Some vegetarians I have known say it was the smell of bacon in a frying pan that made them wish they hadn't taken the vow to give up meat. This made me think that they were not real vegetarians: surely the very idea of bacon would be repellent to them, given that they had made their choice largely on ethical grounds?

I found myself in the same situation on Sunday afternoon. I was having lunch at a friend's house and a tray of sausages was on its way down the table. They looked delicious and I found myself anxiously awaiting their arrival. And then I remembered. I don't eat meat! I am now about halfway through my Lent pledge to give up red meat and poultry and I wouldn't say it's been hard, but those perfectly charred sausages were something of a test.

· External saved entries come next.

//! Session descriptors: immutable metadata for each kind of activity.
//!
//! A descriptor says *what* a session is (a prayer, a tuition lesson, a
//! generic activity); the [`Session`](super::Session) wraps it with the
//! scheduling data the solver needs. Descriptors are created by the
//! session source before a run and never change afterwards.
//!
//! # Domain Mappings
//!
//! | Variant | Domain source | Typical duration |
//! |---------|---------------|------------------|
//! | Prayer | clock source (one instant) | 15 min |
//! | Tuition | intersection of student availability | 90 min |
//! | Activity | the activity's own busy table | varies |

use chrono::Duration;
use serde::{Deserialize, Serialize};
use std::collections::BTreeSet;
use std::fmt;
use std::str::FromStr;

use super::{WeekDay, WeeklyBusyTable};
use crate::error::ScheduleError;

/// Default scheduling priority when the source does not supply one.
pub const DEFAULT_PRIORITY: i32 = 10;

fn default_priority() -> i32 {
    DEFAULT_PRIORITY
}

/// The five daily prayers, in daily order.
#[derive(Debug, Clone, Copy, PartialEq, Eq, PartialOrd, Ord, Hash, Serialize, Deserialize)]
pub enum PrayerKind {
    Fajr,
    Dhuhr,
    Asr,
    Maghrib,
    Isha,
}

impl PrayerKind {
    /// All prayers in daily order.
    pub const ALL: [PrayerKind; 5] = [
        PrayerKind::Fajr,
        PrayerKind::Dhuhr,
        PrayerKind::Asr,
        PrayerKind::Maghrib,
        PrayerKind::Isha,
    ];

    /// Name as used in clock-source payloads.
    pub fn name(self) -> &'static str {
        match self {
            PrayerKind::Fajr => "Fajr",
            PrayerKind::Dhuhr => "Dhuhr",
            PrayerKind::Asr => "Asr",
            PrayerKind::Maghrib => "Maghrib",
            PrayerKind::Isha => "Isha",
        }
    }
}

/// One weekly prayer occurrence.
#[derive(Debug, Clone, PartialEq, Eq, Serialize, Deserialize)]
pub struct PrayerDescriptor {
    pub kind: PrayerKind,
    pub day: WeekDay,
    #[serde(default = "default_priority")]
    pub priority: i32,
}

impl PrayerDescriptor {
    pub fn new(kind: PrayerKind, day: WeekDay) -> Self {
        Self {
            kind,
            day,
            priority: DEFAULT_PRIORITY,
        }
    }

    pub fn with_priority(mut self, priority: i32) -> Self {
        self.priority = priority;
        self
    }

    /// e.g. `Fajr_Saturday`.
    pub fn name(&self) -> String {
        format!("{}_{}", self.kind.name(), self.day.label())
    }
}

/// Tuition subjects.
#[derive(Debug, Clone, Copy, PartialEq, Eq, Hash, Serialize, Deserialize)]
pub enum Subject {
    Math,
    Physics,
    Chemistry,
    Biology,
    IT,
    Geography,
}

impl Subject {
    pub fn name(self) -> &'static str {
        match self {
            Subject::Math => "Math",
            Subject::Physics => "Physics",
            Subject::Chemistry => "Chemistry",
            Subject::Biology => "Biology",
            Subject::IT => "IT",
            Subject::Geography => "Geography",
        }
    }
}

impl FromStr for Subject {
    type Err = ScheduleError;

    /// Exact, case-sensitive match on the subject name.
    fn from_str(s: &str) -> Result<Self, Self::Err> {
        match s {
            "Math" => Ok(Subject::Math),
            "Physics" => Ok(Subject::Physics),
            "Chemistry" => Ok(Subject::Chemistry),
            "Biology" => Ok(Subject::Biology),
            "IT" => Ok(Subject::IT),
            "Geography" => Ok(Subject::Geography),
            other => Err(ScheduleError::UnknownSubject(other.to_string())),
        }
    }
}

impl fmt::Display for Subject {
    fn fmt(&self, f: &mut fmt::Formatter<'_>) -> fmt::Result {
        f.write_str(self.name())
    }
}

/// A student taking part in tuition sessions.
#[derive(Debug, Clone, PartialEq, Eq, Serialize, Deserialize)]
pub struct Student {
    /// Unique student identifier (assigned by the session source).
    pub id: String,
    pub first_name: String,
    pub family_name: String,
    pub grade: u8,
    /// Weekly periods when the student is *not* free.
    #[serde(default)]
    pub busy: WeeklyBusyTable,
}

impl Student {
    pub fn new(
        id: impl Into<String>,
        first_name: impl Into<String>,
        family_name: impl Into<String>,
        grade: u8,
    ) -> Self {
        Self {
            id: id.into(),
            first_name: first_name.into(),
            family_name: family_name.into(),
            grade,
            busy: WeeklyBusyTable::new(),
        }
    }

    /// Sets the busy table.
    pub fn with_busy(mut self, busy: WeeklyBusyTable) -> Self {
        self.busy = busy;
        self
    }
}

/// A tuition lesson given to one or more students.
///
/// The descriptor references students by id; their availability is
/// looked up from the request when the domain is generated.
#[derive(Debug, Clone, PartialEq, Eq, Serialize, Deserialize)]
pub struct TuitionDescriptor {
    /// Participating student ids (first entry is the owning student).
    pub students: Vec<String>,
    /// First names, in the same order as `students`, for naming.
    #[serde(default)]
    pub student_names: Vec<String>,
    pub subject: Subject,
    /// Overrides the configured default lesson length.
    #[serde(default, with = "optional_minutes")]
    pub duration: Option<Duration>,
    #[serde(default = "default_priority")]
    pub priority: i32,
}

impl TuitionDescriptor {
    pub fn new(subject: Subject) -> Self {
        Self {
            students: Vec::new(),
            student_names: Vec::new(),
            subject,
            duration: None,
            priority: DEFAULT_PRIORITY,
        }
    }

    /// Adds a participating student.
    pub fn with_student(mut self, student: &Student) -> Self {
        self.students.push(student.id.clone());
        self.student_names.push(student.first_name.clone());
        self
    }

    pub fn with_duration(mut self, duration: Duration) -> Self {
        self.duration = Some(duration);
        self
    }

    pub fn with_priority(mut self, priority: i32) -> Self {
        self.priority = priority;
        self
    }

    /// Student first names joined by `_`, followed by the subject.
    pub fn name(&self) -> String {
        let mut name = String::new();
        for first in &self.student_names {
            name.push_str(first);
            name.push('_');
        }
        name.push_str(self.subject.name());
        name
    }

    /// Same subject and same set of students, regardless of order.
    pub fn same_lesson(&self, other: &Self) -> bool {
        let mine: BTreeSet<&str> = self.students.iter().map(String::as_str).collect();
        let theirs: BTreeSet<&str> = other.students.iter().map(String::as_str).collect();
        self.subject == other.subject && mine == theirs
    }
}

/// Category of a generic activity.
#[derive(Debug, Clone, Copy, PartialEq, Eq, Hash, Serialize, Deserialize)]
pub enum ActivityKind {
    Gym,
    Sleep,
    Work,
    Meal,
    Other,
}

/// A generic personal activity (gym, meal, work block, ...).
#[derive(Debug, Clone, PartialEq, Eq, Serialize, Deserialize)]
pub struct ActivityDescriptor {
    pub label: String,
    pub kind: ActivityKind,
    #[serde(with = "minutes")]
    pub duration: Duration,
    #[serde(default = "default_priority")]
    pub priority: i32,
}

impl ActivityDescriptor {
    pub fn new(label: impl Into<String>, kind: ActivityKind, duration: Duration) -> Self {
        Self {
            label: label.into(),
            kind,
            duration,
            priority: DEFAULT_PRIORITY,
        }
    }

    pub fn with_priority(mut self, priority: i32) -> Self {
        self.priority = priority;
        self
    }
}

/// Metadata describing one schedulable activity.
#[derive(Debug, Clone, PartialEq, Eq, Serialize, Deserialize)]
#[serde(tag = "type", rename_all = "lowercase")]
pub enum SessionDescriptor {
    Prayer(PrayerDescriptor),
    Tuition(TuitionDescriptor),
    Activity(ActivityDescriptor),
}

impl SessionDescriptor {
    /// Display name used in logs and timetables.
    pub fn name(&self) -> String {
        match self {
            SessionDescriptor::Prayer(p) => p.name(),
            SessionDescriptor::Tuition(t) => t.name(),
            SessionDescriptor::Activity(a) => a.label.clone(),
        }
    }

    /// Source-assigned priority.
    pub fn priority(&self) -> i32 {
        match self {
            SessionDescriptor::Prayer(p) => p.priority,
            SessionDescriptor::Tuition(t) => t.priority,
            SessionDescriptor::Activity(a) => a.priority,
        }
    }

    /// Short kind tag (`prayer`, `tuition`, `activity`).
    pub fn kind(&self) -> &'static str {
        match self {
            SessionDescriptor::Prayer(_) => "prayer",
            SessionDescriptor::Tuition(_) => "tuition",
            SessionDescriptor::Activity(_) => "activity",
        }
    }

    pub fn is_prayer(&self) -> bool {
        matches!(self, SessionDescriptor::Prayer(_))
    }
}

impl From<PrayerDescriptor> for SessionDescriptor {
    fn from(d: PrayerDescriptor) -> Self {
        SessionDescriptor::Prayer(d)
    }
}

impl From<TuitionDescriptor> for SessionDescriptor {
    fn from(d: TuitionDescriptor) -> Self {
        SessionDescriptor::Tuition(d)
    }
}

impl From<ActivityDescriptor> for SessionDescriptor {
    fn from(d: ActivityDescriptor) -> Self {
        SessionDescriptor::Activity(d)
    }
}

/// Serde helper: `Duration` as whole minutes.
pub(crate) mod minutes {
    use chrono::Duration;
    use serde::de::Error;
    use serde::{Deserialize, Deserializer, Serializer};

    pub fn serialize<S: Serializer>(d: &Duration, s: S) -> Result<S::Ok, S::Error> {
        s.serialize_i64(d.num_minutes())
    }

    pub fn deserialize<'de, D: Deserializer<'de>>(d: D) -> Result<Duration, D::Error> {
        let m = i64::deserialize(d)?;
        Duration::try_minutes(m)
            .ok_or_else(|| D::Error::custom(format!("duration out of range: {m} min")))
    }
}

/// Serde helper: `Option<Duration>` as whole minutes.
pub(crate) mod optional_minutes {
    use chrono::Duration;
    use serde::de::Error;
    use serde::{Deserialize, Deserializer, Serializer};

    pub fn serialize<S: Serializer>(d: &Option<Duration>, s: S) -> Result<S::Ok, S::Error> {
        match d {
            Some(d) => s.serialize_some(&d.num_minutes()),
            None => s.serialize_none(),
        }
    }

    pub fn deserialize<'de, D: Deserializer<'de>>(d: D) -> Result<Option<Duration>, D::Error> {
        match Option::<i64>::deserialize(d)? {
            Some(m) => Duration::try_minutes(m)
                .map(Some)
                .ok_or_else(|| D::Error::custom(format!("duration out of range: {m} min"))),
            None => Ok(None),
        }
    }
}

It dawned on me then that I could not be a red meat refusenik from moral conviction. I wasn't disgusted by the sight of a sausage. Quite the opposite.

This disappointed me a little, as I thought my Lenten observance (I'm not Catholic. I just needed a period of self-sacrifice) could turn into a full-time lifestyle choice. If I didn't find the idea of slaughtering animals for food repugnant, I needed another good reason.

And yesterday it arrived with the news that eating red meat, especially of the processed variety, has a very deleterious effect on one's life expectancy.

On hearing this, my interest was sparked: perhaps this was the motivation I was searching for. Also, it was not one of those surveys you could easily dismiss. We are so used to studies, the findings of which "reveal" that a glass of wine a day is good for you, shortly followed by others saying a glass of wine is bad for you, that it's hard to take seriously the barrage of health advice to which we are subjected.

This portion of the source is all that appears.